Lotic - Agitations

Pitchfork 82

The 30-minute mixtape Agitations finds producer Lotic (aka J'Kerian Morgan) at his least accessible, most grating, and perhaps not coincidentally, his most ambitious and stirring. "Agitations was born out of the frustrations that come with touring... and feeling increasingly out of touch with club culture and with the music industry in general," Morgan said in preface to his latest release. Accordingly, the music distances itself from the cyclical payoffs and rhythmic underpinnings of the dance floor. This is miles away from anything that could be considered "club culture." There’s something acutely alien about the tracks Morgan constructs, as if the producer is dealing in a musical language that's yet to fully emerge.

Throughout Agitations, Lotic's signature spidery sound design is subjected to further mangling via a series of violent jump-cuts and jarring bursts of noise. The arrangements treat sounds and themes like raw materials in need of repurposing: Each unit is contorted, smashed, and remade, either splintering into abstraction or writhing in glitchy tumult. Yet, for all the mixtape’s disorienting ruptures and serrated edges, Agitations, much like 2014's Damsel in Distress and this year’s Heterocetera EP, again reveals Lotic as a sly, playful producer. On Heterocetera, Lotic sampled the ballroom standard "The Ha Dance" by Masters at Work, reshaping it radically, and he alludes to this same sample again here in the opening moments of "Carried". This version sounds pared-down and pixelated, a mutation of a mutation, and it's a microcosm of Agitations' tendency to tease out strange turns in familiar currencies.

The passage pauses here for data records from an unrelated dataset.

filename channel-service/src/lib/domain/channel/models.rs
use std::fmt;

use serde::Serialize;

/// Channel identifier value object.
///
/// Opaque: the value is forwarded to the fetcher exactly as received, no
/// format or emptiness check is applied.
#[derive(Debug, Clone, PartialEq, Eq, Hash)]
pub struct ChannelId(String);

impl ChannelId {
    /// Wrap a raw identifier.
    ///
    /// # Arguments
    /// * `id` - Identifier taken from the request route
    ///
    /// # Returns
    /// ChannelId holding the value unchanged
    pub fn new(id: impl Into<String>) -> Self {
        Self(id.into())
    }

    /// Get identifier as string slice.
    pub fn as_str(&self) -> &str {
        &self.0
    }
}

impl fmt::Display for ChannelId {
    fn fmt(&self, f: &mut fmt::Formatter<'_>) -> fmt::Result {
        f.write_str(&self.0)
    }
}

impl From<String> for ChannelId {
    fn from(id: String) -> Self {
        Self(id)
    }
}

/// Channel data document returned by a fetcher.
///
/// Serialized back out verbatim; nothing in this service inspects its shape.
#[derive(Debug, Clone, PartialEq, Serialize)]
#[serde(transparent)]
pub struct ChannelData(serde_json::Value);

impl ChannelData {
    pub fn new(value: serde_json::Value) -> Self {
        Self(value)
    }

    pub fn into_value(self) -> serde_json::Value {
        self.0
    }
}
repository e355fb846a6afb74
pub mod handlers;
pub mod router;
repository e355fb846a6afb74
pub mod http;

Agitations might not be conventional dance music, but it remains both fiercely visceral and highly visual. It lacks Damsel in Distress' mastery of cultural memory, and Heterocetera's propulsive push-and-pull, but more than makes up for it in raw dynamism; a dogged, thrilling futurism hinged on brute energy, angularity, and unremitting disquiet. Moving in dense, unstable clusters, the mixtape can be taken as a celebration of frustration, liberation, and chaos, a means for Morgan to work through the restlessness and anxiety he's faced of late. For an artist who's consistently latched onto and forged a style as imaginative as any in the electronic underground, Agitations shows Lotic pushing still further ahead.